- **PROBLEM DESCRIPTION**: Find the line with "Image loading for" in the entries below, then reproduce it and every line after it down to and including the line with "for dir in [IMAGE_DIR, LABEL_DIR, MASK_DIR]", exactly.

******************************

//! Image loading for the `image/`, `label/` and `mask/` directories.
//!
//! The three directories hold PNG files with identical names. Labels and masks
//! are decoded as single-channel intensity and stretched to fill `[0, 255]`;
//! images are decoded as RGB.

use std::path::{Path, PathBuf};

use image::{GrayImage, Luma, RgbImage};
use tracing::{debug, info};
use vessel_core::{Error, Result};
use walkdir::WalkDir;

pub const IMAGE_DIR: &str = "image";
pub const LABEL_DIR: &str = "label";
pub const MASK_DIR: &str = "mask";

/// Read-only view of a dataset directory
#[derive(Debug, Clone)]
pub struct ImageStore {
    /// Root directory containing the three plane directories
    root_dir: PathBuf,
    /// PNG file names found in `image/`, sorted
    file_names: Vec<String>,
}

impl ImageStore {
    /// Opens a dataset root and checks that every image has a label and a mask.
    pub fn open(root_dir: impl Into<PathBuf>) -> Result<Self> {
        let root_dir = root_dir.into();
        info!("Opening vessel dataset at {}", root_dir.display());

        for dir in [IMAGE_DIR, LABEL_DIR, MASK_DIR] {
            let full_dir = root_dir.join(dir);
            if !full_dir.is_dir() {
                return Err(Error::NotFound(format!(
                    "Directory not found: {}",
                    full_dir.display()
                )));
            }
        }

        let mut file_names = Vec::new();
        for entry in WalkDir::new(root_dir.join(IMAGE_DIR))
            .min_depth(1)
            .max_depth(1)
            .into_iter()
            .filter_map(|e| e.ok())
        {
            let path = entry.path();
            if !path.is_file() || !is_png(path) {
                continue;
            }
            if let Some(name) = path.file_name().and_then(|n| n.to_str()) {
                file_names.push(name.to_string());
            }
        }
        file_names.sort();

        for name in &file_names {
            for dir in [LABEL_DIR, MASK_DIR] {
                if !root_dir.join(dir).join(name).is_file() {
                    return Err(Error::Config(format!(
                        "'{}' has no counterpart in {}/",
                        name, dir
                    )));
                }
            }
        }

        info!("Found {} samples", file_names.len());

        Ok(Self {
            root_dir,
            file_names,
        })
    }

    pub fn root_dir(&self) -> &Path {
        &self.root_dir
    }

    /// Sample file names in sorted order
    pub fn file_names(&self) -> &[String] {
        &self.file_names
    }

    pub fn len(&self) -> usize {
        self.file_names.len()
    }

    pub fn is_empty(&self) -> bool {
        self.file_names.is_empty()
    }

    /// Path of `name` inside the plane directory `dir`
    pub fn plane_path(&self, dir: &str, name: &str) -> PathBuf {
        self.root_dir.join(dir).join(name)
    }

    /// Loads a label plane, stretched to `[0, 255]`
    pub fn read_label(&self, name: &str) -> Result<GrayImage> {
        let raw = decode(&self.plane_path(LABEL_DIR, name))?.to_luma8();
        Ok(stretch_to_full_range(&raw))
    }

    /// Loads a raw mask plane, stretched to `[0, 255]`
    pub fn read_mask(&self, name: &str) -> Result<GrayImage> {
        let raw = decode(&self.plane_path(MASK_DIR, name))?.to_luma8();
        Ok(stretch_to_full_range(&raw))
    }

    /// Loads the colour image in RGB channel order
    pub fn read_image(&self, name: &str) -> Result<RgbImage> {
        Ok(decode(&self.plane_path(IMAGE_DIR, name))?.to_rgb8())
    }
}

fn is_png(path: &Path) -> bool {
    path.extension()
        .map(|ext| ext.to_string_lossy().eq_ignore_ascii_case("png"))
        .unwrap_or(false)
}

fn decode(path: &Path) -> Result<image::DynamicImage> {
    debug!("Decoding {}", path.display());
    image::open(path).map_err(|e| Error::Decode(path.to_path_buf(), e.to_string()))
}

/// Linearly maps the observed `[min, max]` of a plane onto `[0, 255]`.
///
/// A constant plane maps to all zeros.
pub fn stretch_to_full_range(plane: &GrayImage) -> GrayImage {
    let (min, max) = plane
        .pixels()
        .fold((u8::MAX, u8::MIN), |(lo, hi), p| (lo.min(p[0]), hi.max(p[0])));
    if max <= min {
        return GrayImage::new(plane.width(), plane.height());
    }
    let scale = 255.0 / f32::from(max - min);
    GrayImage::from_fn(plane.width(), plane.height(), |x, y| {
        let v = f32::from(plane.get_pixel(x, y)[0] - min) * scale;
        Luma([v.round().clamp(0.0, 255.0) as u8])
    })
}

******************************

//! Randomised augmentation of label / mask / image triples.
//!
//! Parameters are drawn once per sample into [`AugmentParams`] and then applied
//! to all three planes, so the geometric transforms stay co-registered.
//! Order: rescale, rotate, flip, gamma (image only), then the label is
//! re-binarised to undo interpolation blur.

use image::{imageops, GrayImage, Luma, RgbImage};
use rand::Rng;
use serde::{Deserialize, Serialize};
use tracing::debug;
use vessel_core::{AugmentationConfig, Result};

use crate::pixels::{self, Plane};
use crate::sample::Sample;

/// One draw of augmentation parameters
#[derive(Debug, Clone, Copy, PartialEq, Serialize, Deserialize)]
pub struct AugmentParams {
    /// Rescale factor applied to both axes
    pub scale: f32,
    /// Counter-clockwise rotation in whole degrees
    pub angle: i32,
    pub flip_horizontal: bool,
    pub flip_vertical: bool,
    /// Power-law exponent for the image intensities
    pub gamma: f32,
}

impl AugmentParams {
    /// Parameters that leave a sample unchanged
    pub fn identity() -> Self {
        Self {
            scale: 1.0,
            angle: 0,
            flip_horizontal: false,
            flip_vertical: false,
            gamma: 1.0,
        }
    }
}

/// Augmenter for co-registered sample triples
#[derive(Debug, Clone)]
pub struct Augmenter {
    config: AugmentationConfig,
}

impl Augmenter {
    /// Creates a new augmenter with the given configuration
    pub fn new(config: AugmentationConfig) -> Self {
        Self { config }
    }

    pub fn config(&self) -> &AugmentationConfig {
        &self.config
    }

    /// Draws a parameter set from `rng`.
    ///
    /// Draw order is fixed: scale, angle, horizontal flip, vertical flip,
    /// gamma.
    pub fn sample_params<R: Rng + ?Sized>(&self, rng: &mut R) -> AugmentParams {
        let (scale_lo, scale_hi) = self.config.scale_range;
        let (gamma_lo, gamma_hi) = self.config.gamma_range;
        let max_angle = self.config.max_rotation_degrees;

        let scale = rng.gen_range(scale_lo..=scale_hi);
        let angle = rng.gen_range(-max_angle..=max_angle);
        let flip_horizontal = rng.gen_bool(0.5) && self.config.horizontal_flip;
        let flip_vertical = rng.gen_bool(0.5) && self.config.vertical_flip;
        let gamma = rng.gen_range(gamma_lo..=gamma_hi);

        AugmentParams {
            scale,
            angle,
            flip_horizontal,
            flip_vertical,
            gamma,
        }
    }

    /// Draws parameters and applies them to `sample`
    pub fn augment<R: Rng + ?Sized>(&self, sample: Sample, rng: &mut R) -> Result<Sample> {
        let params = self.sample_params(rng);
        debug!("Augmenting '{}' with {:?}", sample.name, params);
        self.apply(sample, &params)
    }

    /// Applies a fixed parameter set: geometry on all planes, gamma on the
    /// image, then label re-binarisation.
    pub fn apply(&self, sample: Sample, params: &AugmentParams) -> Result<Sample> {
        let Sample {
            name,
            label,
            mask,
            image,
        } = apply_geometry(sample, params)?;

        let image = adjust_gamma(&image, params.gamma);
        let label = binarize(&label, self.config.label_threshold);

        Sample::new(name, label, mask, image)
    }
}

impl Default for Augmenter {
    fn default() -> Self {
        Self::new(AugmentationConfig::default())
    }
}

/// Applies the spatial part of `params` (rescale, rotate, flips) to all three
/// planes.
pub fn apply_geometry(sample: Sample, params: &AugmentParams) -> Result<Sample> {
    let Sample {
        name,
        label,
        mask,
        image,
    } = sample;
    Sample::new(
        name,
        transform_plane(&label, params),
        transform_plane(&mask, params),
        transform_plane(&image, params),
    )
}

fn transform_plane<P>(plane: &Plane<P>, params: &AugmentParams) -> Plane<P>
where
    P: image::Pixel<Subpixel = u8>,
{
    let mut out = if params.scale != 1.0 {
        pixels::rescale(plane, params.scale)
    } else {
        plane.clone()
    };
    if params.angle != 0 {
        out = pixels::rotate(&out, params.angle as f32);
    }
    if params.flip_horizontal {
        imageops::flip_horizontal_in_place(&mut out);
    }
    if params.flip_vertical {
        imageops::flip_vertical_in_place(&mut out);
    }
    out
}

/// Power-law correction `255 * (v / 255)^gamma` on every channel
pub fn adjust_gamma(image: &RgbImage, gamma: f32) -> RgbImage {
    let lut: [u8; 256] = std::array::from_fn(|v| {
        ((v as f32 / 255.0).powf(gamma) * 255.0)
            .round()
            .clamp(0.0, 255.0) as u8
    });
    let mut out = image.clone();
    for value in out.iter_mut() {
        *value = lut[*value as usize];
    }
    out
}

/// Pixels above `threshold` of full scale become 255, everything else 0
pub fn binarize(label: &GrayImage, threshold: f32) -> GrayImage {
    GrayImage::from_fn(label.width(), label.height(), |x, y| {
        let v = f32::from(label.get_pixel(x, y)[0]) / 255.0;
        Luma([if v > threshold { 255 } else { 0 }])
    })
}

******************************

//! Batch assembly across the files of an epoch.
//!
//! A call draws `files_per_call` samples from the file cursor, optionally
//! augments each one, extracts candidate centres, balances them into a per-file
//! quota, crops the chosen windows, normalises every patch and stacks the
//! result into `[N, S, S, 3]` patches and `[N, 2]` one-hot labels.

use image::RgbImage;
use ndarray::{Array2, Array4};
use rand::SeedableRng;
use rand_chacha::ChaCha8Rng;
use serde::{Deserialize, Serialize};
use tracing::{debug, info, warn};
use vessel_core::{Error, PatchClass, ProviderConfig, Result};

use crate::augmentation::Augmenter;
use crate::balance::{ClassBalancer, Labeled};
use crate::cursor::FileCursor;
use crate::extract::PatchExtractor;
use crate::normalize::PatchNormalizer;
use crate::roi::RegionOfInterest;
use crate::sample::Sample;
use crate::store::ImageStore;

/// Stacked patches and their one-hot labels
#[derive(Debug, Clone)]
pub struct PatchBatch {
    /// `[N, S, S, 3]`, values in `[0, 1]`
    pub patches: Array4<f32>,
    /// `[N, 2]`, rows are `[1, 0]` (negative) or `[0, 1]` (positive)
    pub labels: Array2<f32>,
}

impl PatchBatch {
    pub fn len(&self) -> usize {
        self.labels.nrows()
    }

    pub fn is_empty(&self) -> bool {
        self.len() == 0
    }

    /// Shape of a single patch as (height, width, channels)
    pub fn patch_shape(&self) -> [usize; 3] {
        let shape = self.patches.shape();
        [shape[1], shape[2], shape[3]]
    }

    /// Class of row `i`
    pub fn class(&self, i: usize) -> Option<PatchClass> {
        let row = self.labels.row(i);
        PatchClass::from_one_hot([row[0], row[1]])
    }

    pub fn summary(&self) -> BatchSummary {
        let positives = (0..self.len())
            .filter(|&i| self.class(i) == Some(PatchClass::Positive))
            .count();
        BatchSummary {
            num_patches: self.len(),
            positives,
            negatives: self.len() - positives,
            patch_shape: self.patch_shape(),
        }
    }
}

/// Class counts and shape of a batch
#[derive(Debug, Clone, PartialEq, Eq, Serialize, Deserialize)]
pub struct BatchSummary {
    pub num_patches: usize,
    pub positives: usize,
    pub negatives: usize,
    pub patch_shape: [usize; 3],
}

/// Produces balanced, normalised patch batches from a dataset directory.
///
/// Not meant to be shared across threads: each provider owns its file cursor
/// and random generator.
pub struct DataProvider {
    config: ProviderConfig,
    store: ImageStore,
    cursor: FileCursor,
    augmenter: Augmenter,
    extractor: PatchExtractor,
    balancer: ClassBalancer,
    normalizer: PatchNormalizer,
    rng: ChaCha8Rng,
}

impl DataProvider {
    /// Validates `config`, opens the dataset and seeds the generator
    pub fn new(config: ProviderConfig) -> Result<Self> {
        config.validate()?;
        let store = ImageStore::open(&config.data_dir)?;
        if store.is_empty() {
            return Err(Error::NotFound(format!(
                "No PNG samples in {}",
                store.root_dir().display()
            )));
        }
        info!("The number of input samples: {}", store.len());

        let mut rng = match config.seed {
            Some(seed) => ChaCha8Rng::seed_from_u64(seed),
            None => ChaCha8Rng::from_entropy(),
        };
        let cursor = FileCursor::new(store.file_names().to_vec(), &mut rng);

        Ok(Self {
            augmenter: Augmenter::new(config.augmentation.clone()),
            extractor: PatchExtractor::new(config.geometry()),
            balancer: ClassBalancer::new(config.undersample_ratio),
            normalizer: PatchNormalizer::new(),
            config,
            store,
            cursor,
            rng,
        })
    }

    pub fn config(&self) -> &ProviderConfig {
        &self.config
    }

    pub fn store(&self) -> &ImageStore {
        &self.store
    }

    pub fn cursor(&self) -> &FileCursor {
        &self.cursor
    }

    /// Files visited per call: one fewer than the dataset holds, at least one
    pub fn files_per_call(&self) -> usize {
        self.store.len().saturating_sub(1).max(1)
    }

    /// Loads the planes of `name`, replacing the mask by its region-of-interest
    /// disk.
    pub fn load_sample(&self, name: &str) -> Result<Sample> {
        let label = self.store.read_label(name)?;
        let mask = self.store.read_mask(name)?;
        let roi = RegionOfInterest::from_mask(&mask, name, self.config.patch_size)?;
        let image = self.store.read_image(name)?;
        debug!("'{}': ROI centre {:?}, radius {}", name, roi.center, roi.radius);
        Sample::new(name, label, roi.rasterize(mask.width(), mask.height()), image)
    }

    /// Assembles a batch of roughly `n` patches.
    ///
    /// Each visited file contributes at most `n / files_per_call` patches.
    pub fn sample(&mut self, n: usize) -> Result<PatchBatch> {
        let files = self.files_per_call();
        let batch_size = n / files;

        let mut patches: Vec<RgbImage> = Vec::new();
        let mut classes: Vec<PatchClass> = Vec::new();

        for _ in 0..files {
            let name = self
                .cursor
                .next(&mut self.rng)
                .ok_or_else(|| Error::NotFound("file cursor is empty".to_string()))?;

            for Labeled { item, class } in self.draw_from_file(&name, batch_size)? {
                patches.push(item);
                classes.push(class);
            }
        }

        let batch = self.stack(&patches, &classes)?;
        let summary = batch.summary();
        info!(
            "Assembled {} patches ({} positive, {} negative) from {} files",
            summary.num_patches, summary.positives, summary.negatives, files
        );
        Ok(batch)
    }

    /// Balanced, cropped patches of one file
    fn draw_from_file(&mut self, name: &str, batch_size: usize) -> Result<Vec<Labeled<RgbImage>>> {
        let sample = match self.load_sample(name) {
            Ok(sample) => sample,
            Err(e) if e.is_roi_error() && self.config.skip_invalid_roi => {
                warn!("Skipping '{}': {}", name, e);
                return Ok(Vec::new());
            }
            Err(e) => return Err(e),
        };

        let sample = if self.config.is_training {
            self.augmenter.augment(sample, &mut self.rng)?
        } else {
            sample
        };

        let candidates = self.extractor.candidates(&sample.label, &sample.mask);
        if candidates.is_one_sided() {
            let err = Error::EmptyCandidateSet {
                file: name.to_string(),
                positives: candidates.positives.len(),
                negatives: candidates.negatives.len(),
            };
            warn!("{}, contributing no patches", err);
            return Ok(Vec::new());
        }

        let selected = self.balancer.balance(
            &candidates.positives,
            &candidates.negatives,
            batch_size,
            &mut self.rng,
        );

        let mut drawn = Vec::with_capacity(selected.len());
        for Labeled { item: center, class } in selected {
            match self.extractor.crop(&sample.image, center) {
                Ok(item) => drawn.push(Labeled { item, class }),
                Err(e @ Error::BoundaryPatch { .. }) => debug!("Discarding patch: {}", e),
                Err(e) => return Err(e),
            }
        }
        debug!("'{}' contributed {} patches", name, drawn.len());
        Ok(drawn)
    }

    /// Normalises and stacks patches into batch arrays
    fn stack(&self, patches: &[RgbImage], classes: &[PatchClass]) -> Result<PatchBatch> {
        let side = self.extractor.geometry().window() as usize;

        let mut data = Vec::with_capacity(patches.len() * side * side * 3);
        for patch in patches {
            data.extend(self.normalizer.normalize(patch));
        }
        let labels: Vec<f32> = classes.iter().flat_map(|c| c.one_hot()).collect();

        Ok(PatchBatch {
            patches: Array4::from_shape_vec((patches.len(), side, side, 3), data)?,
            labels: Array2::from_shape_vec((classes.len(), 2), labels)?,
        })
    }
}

******************************

- **RESPONSE AREA**:
//! Image loading for the `image/`, `label/` and `mask/` directories.
//!
//! The three directories hold PNG files with identical names. Labels and masks
//! are decoded as single-channel intensity and stretched to fill `[0, 255]`;
//! images are decoded as RGB.

use std::path::{Path, PathBuf};

use image::{GrayImage, Luma, RgbImage};
use tracing::{debug, info};
use vessel_core::{Error, Result};
use walkdir::WalkDir;

pub const IMAGE_DIR: &str = "image";
pub const LABEL_DIR: &str = "label";
pub const MASK_DIR: &str = "mask";

/// Read-only view of a dataset directory
#[derive(Debug, Clone)]
pub struct ImageStore {
    /// Root directory containing the three plane directories
    root_dir: PathBuf,
    /// PNG file names found in `image/`, sorted
    file_names: Vec<String>,
}

impl ImageStore {
    /// Opens a dataset root and checks that every image has a label and a mask.
    pub fn open(root_dir: impl Into<PathBuf>) -> Result<Self> {
        let root_dir = root_dir.into();
        info!("Opening vessel dataset at {}", root_dir.display());

        for dir in [IMAGE_DIR, LABEL_DIR, MASK_DIR] {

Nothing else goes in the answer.